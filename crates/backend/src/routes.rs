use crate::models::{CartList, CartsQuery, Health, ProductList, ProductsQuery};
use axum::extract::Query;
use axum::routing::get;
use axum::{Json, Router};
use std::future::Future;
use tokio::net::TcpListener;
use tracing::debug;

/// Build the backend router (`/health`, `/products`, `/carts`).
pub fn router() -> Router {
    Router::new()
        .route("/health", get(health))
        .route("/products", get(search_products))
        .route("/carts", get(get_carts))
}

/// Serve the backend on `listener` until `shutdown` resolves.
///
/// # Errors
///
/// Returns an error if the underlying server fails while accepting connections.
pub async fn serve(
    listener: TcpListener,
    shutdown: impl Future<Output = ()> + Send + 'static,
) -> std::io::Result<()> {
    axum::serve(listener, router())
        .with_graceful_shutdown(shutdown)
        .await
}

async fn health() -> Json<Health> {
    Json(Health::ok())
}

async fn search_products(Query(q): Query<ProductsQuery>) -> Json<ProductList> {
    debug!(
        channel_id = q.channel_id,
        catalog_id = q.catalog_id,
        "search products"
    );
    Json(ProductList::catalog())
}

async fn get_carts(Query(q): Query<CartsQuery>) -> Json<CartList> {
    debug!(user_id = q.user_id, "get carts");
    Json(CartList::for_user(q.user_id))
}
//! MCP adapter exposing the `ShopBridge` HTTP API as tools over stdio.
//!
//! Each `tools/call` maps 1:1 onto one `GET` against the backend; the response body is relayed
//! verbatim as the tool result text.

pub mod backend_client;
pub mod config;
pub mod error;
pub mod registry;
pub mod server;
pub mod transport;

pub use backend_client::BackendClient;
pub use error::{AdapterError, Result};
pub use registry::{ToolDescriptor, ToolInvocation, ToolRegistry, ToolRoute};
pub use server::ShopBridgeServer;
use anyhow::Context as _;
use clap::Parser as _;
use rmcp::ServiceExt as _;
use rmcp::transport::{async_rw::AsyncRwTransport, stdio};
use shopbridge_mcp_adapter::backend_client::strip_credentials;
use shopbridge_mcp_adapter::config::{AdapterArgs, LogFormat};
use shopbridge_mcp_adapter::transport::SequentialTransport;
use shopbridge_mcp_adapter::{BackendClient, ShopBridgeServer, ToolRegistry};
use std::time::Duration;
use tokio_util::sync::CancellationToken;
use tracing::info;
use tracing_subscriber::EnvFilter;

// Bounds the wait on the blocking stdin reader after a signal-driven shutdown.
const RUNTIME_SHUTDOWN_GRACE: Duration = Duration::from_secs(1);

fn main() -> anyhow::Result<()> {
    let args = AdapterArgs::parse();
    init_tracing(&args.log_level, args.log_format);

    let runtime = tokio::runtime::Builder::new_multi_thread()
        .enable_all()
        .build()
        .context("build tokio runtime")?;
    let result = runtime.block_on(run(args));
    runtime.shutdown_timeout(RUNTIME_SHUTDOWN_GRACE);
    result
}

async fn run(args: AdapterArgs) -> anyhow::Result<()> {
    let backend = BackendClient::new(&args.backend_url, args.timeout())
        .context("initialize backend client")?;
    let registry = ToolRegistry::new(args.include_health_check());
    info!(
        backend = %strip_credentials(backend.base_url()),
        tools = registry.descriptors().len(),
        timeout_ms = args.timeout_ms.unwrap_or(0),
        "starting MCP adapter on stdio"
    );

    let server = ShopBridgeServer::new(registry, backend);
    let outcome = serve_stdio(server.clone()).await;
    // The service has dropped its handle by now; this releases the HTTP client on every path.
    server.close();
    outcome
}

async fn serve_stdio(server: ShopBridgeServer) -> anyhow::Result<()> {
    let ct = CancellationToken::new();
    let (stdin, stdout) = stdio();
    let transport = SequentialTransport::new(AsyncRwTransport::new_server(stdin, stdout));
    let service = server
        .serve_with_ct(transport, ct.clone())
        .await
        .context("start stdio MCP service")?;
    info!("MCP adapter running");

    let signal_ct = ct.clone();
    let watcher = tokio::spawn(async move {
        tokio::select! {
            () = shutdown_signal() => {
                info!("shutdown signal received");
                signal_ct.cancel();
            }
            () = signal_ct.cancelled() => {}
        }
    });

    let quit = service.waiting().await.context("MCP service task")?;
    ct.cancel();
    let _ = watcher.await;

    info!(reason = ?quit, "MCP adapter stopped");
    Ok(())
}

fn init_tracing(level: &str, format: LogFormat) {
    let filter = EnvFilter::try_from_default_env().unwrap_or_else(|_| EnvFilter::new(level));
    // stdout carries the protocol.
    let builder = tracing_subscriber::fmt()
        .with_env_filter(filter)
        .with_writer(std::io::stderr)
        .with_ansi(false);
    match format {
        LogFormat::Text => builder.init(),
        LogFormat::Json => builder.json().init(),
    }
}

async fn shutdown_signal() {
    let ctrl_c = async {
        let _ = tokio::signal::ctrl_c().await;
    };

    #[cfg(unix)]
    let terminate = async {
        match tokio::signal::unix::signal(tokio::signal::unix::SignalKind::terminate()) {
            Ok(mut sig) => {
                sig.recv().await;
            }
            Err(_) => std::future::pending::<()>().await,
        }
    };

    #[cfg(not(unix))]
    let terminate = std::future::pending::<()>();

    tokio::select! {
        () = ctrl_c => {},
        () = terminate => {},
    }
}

· · ·

-- Problem description --
Could you find every line in the records above that contains the word "transport" and copy it?

-- Response to the exercise --
pub mod transport;
use rmcp::transport::{async_rw::AsyncRwTransport, stdio};
use shopbridge_mcp_adapter::transport::SequentialTransport;
    let transport = SequentialTransport::new(AsyncRwTransport::new_server(stdin, stdout));
        .serve_with_ct(transport, ct.clone())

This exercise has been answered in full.